**WHAT TO WORK ON:** Pick out all lines with the word "Option" from the records that follow.

Stored items:
┌──

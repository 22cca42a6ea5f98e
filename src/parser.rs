use std::collections::HashMap;
use std::fs;
use std::io::{BufRead, BufReader};
use std::path::{Path, PathBuf};

use crate::error::{MaribelError, Result};
use crate::models::{CampaignRecord, DetailRecord};

// ---------------------------------------------------------------------------
// Classification and ordering
// ---------------------------------------------------------------------------

/// Reorder files so campaign files are processed before the detail files
/// that reference them, preserving relative order within each class. A file
/// whose header carries a `type` column is a detail file. Files without a
/// first line contribute nothing and are dropped.
pub fn order_files(paths: &[PathBuf], separator: char) -> Result<Vec<PathBuf>> {
    if paths.is_empty() {
        return Err(MaribelError::FileListEmpty);
    }

    let mut campaigns = Vec::new();
    let mut details = Vec::new();
    for path in paths {
        if !path.exists() {
            return Err(MaribelError::FileNotFound(path.display().to_string()));
        }
        let Some(header) = read_first_line(path)? else {
            continue;
        };
        if has_type_column(&header, separator) {
            details.push(path.clone());
        } else {
            campaigns.push(path.clone());
        }
    }

    campaigns.extend(details);
    Ok(campaigns)
}

fn read_first_line(path: &Path) -> Result<Option<String>> {
    let file = fs::File::open(path)?;
    let mut line = String::new();
    if BufReader::new(file).read_line(&mut line)? == 0 {
        return Ok(None);
    }
    Ok(Some(line.trim_end_matches(['\r', '\n']).to_string()))
}

fn has_type_column(header: &str, separator: char) -> bool {
    header.split(separator).any(|col| col.trim().eq_ignore_ascii_case("type"))
}

// ---------------------------------------------------------------------------
// Row parsing
// ---------------------------------------------------------------------------

#[derive(Debug, Default)]
pub struct ParsedFile {
    pub campaigns: Vec<CampaignRecord>,
    pub details: Vec<DetailRecord>,
}

/// Parse one file into intermediate records. `display_name` is the
/// caller-supplied name used in error attribution; `path` may be a staging
/// location. Rows in a detail file (header has `type`) become
/// `DetailRecord`s, otherwise `CampaignRecord`s; canonical fields absent
/// from a row default to the empty string.
pub fn parse_file(path: &Path, display_name: &str, separator: char) -> Result<ParsedFile> {
    if !path.exists() {
        return Err(MaribelError::FileNotFound(display_name.to_string()));
    }
    let content = fs::read_to_string(path)?;
    let lines: Vec<&str> = content.lines().collect();
    if lines.len() < 2 {
        return Err(MaribelError::EmptyFile(display_name.to_string()));
    }

    let headers: Vec<String> =
        lines[0].split(separator).map(|h| h.trim().to_lowercase()).collect();
    let is_detail = headers.iter().any(|h| h == "type");

    let mut parsed = ParsedFile::default();
    for (index, line) in lines.iter().enumerate().skip(1) {
        let line_no = index + 1;
        let values = split_row(line, separator);
        if values.len() != headers.len() {
            return Err(MaribelError::ColumnCountMismatch {
                file: display_name.to_string(),
                line: line_no,
            });
        }

        let mut row: HashMap<String, String> = HashMap::new();
        for (header, value) in headers.iter().zip(values) {
            if let Some(canonical) = remap_header(header, is_detail) {
                row.insert(canonical, value);
            }
        }

        if is_detail {
            parsed.details.push(DetailRecord {
                campaign_number: take(&mut row, "campaignnumber"),
                title: take(&mut row, "title"),
                kind: take(&mut row, "type"),
                date: take(&mut row, "date"),
                amount: take(&mut row, "amount"),
                source_file: display_name.to_string(),
                line: line_no,
            });
        } else {
            parsed.campaigns.push(CampaignRecord {
                number: take(&mut row, "number"),
                title: take(&mut row, "title"),
                source_file: display_name.to_string(),
                line: line_no,
            });
        }
    }

    Ok(parsed)
}

fn take(row: &mut HashMap<String, String>, key: &str) -> String {
    row.remove(key).unwrap_or_default()
}

/// Canonical name for one lower-cased header. A `table_column` header
/// collapses to its column part, with `code`/`number` becoming the
/// campaign-number field appropriate for the file class; headers with more
/// than two underscore-separated parts contribute nothing; plain names pass
/// through.
fn remap_header(header: &str, is_detail: bool) -> Option<String> {
    if !header.contains('_') {
        return Some(header.to_string());
    }
    let parts: Vec<&str> = header.split('_').collect();
    if parts.len() != 2 {
        return None;
    }
    let column = parts[1];
    if column == "code" || column == "number" {
        if is_detail {
            Some("campaignnumber".to_string())
        } else {
            Some("number".to_string())
        }
    } else {
        Some(column.to_string())
    }
}

/// Split one data row on the separator, ignoring separators inside
/// double-quoted spans. Fields are trimmed; quotes are kept for coercion to
/// strip later.
fn split_row(line: &str, separator: char) -> Vec<String> {
    let mut fields = Vec::new();
    let mut current = String::new();
    let mut in_quotes = false;
    for ch in line.chars() {
        if ch == '"' {
            in_quotes = !in_quotes;
            current.push(ch);
        } else if ch == separator && !in_quotes {
            fields.push(current.trim().to_string());
            current.clear();
        } else {
            current.push(ch);
        }
    }
    fields.push(current.trim().to_string());
    fields
}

└──

**ANSWER AREA:**
fn read_first_line(path: &Path) -> Result<Option<String>> {
fn remap_header(header: &str, is_detail: bool) -> Option<String> {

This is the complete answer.